For several years now, father and son had made a camping trip of it, north to where the westernmost Finger Lake was cut. Out with their torches, they joined both whites and natives helping each other fill their fine nets with the coin-sized fish that could be caught only at night. Their fellow landsmen hung their lanterns high on poles to light the darkness where the creek ran into the lake, a vestige of the great beast of ice a mile high who had raked its claw marks deep into the ground when it receded, its waters contained and tamed for a period, stasis between watersheds holding the larger stasis between ice ages, which their lore told them pulsed, and pulsed, throughout time.

Then and there, at that fish camp, they had made their first overtures to the Seneca who lived on Cattaraugus Reservation. Now, a couple of years later, could this métis family, with their Wolf Clan matron and a legendary lineage, move in permanently with these People who were related distantly through bloodlines? The Montours, it had been made clear, would be welcome. Their clan had given them this ritual to perform on behalf of this band of Seneca, who lived in one of the last places besides Akwesasne itself, in Canada, which hosted wolf dens within its protectorate. When the Regina Coeli principals had moved to Cottage permanently, near Cattaraugus Reservation, Lazarus and Threadneedle had been offered a place at the fire in council.

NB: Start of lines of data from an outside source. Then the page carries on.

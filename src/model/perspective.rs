// Google Perspective API scorer backend.
//
// Perspective returns a per-attribute probability rather than a class
// distribution, so this adapter maps the TOXICITY summary score p to
// {toxic: p, non_toxic: 1 - p}. Free tier is rate-limited to ~1 QPS.
//
// API docs: https://developers.perspectiveapi.com/s/about-the-api-methods

use anyhow::{Context, Result};
use async_trait::async_trait;
use reqwest::Client;
use serde::{Deserialize, Serialize};
use tracing::debug;

use crate::classify::ScoreDistribution;
use crate::output::truncate_chars;

use super::rate_limiter::RateLimiter;
use super::traits::Scorer;

/// Perspective API toxicity scorer.
pub struct PerspectiveScorer {
    client: Client,
    api_key: String,
    rate_limiter: RateLimiter,
}

impl PerspectiveScorer {
    /// Create a scorer with the given API key.
    pub fn new(api_key: String) -> Self {
        Self {
            client: Client::new(),
            api_key,
            // Perspective free tier: 1 query per second
            rate_limiter: RateLimiter::new(1.0),
        }
    }
}

#[async_trait]
impl Scorer for PerspectiveScorer {
    async fn score(&self, text: &str) -> Result<ScoreDistribution> {
        self.rate_limiter.acquire().await;

        let url = format!(
            "https://commentanalyzer.googleapis.com/v1alpha1/comments:analyze?key={}",
            self.api_key
        );

        let request = AnalyzeRequest {
            comment: Comment {
                text: text.to_string(),
            },
            requested_attributes: RequestedAttributes {
                toxicity: AttributeConfig {},
            },
            languages: vec!["en".to_string()],
        };

        let response = self
            .client
            .post(&url)
            .json(&request)
            .send()
            .await
            .context("failed to call Perspective API")?;

        if !response.status().is_success() {
            let status = response.status();
            let body = response.text().await.unwrap_or_default();
            anyhow::bail!("Perspective API returned {status}: {body}");
        }

        let result: AnalyzeResponse = response
            .json()
            .await
            .context("failed to parse Perspective API response")?;

        let toxic = result
            .attribute_scores
            .get("TOXICITY")
            .map(|score| score.summary_score.value)
            .context("Perspective response missing TOXICITY attribute")?;

        debug!(
            toxic,
            text_preview = %truncate_chars(text, 50),
            "Perspective scored text"
        );

        Ok(ScoreDistribution {
            non_toxic: 1.0 - toxic,
            toxic,
        })
    }

    fn model_version(&self) -> String {
        "perspective-v1alpha1".to_string()
    }
}

// --- Perspective API request/response types ---

#[derive(Serialize)]
#[serde(rename_all = "camelCase")]
struct AnalyzeRequest {
    comment: Comment,
    requested_attributes: RequestedAttributes,
    languages: Vec<String>,
}

#[derive(Serialize)]
struct Comment {
    text: String,
}

#[derive(Serialize)]
#[serde(rename_all = "SCREAMING_SNAKE_CASE")]
struct RequestedAttributes {
    toxicity: AttributeConfig,
}

#[derive(Serialize)]
struct AttributeConfig {}

#[derive(Deserialize)]
#[serde(rename_all = "camelCase")]
struct AnalyzeResponse {
    attribute_scores: std::collections::HashMap<String, AttributeScore>,
}

#[derive(Deserialize)]
#[serde(rename_all = "camelCase")]
struct AttributeScore {
    summary_score: SummaryScore,
}

#[derive(Deserialize)]
struct SummaryScore {
    value: f64,
}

Now they had been given a ritualistic job, a great honor; they were each aware of how much hinged on doing it correctly. Primarily, the First Food was to bear no trace of human handling. The pups needed to know the elements of their world without having to sort out human scent and the information it bore: emotion, sexual development, and overall wellbeing, including a recent history of food consumption. Tobacco, corn, and all matter of cultivated crops were not to be even hinted at for the pups’ First Food. Their clan had asked them: Could the Montours do this for both clan and tribe?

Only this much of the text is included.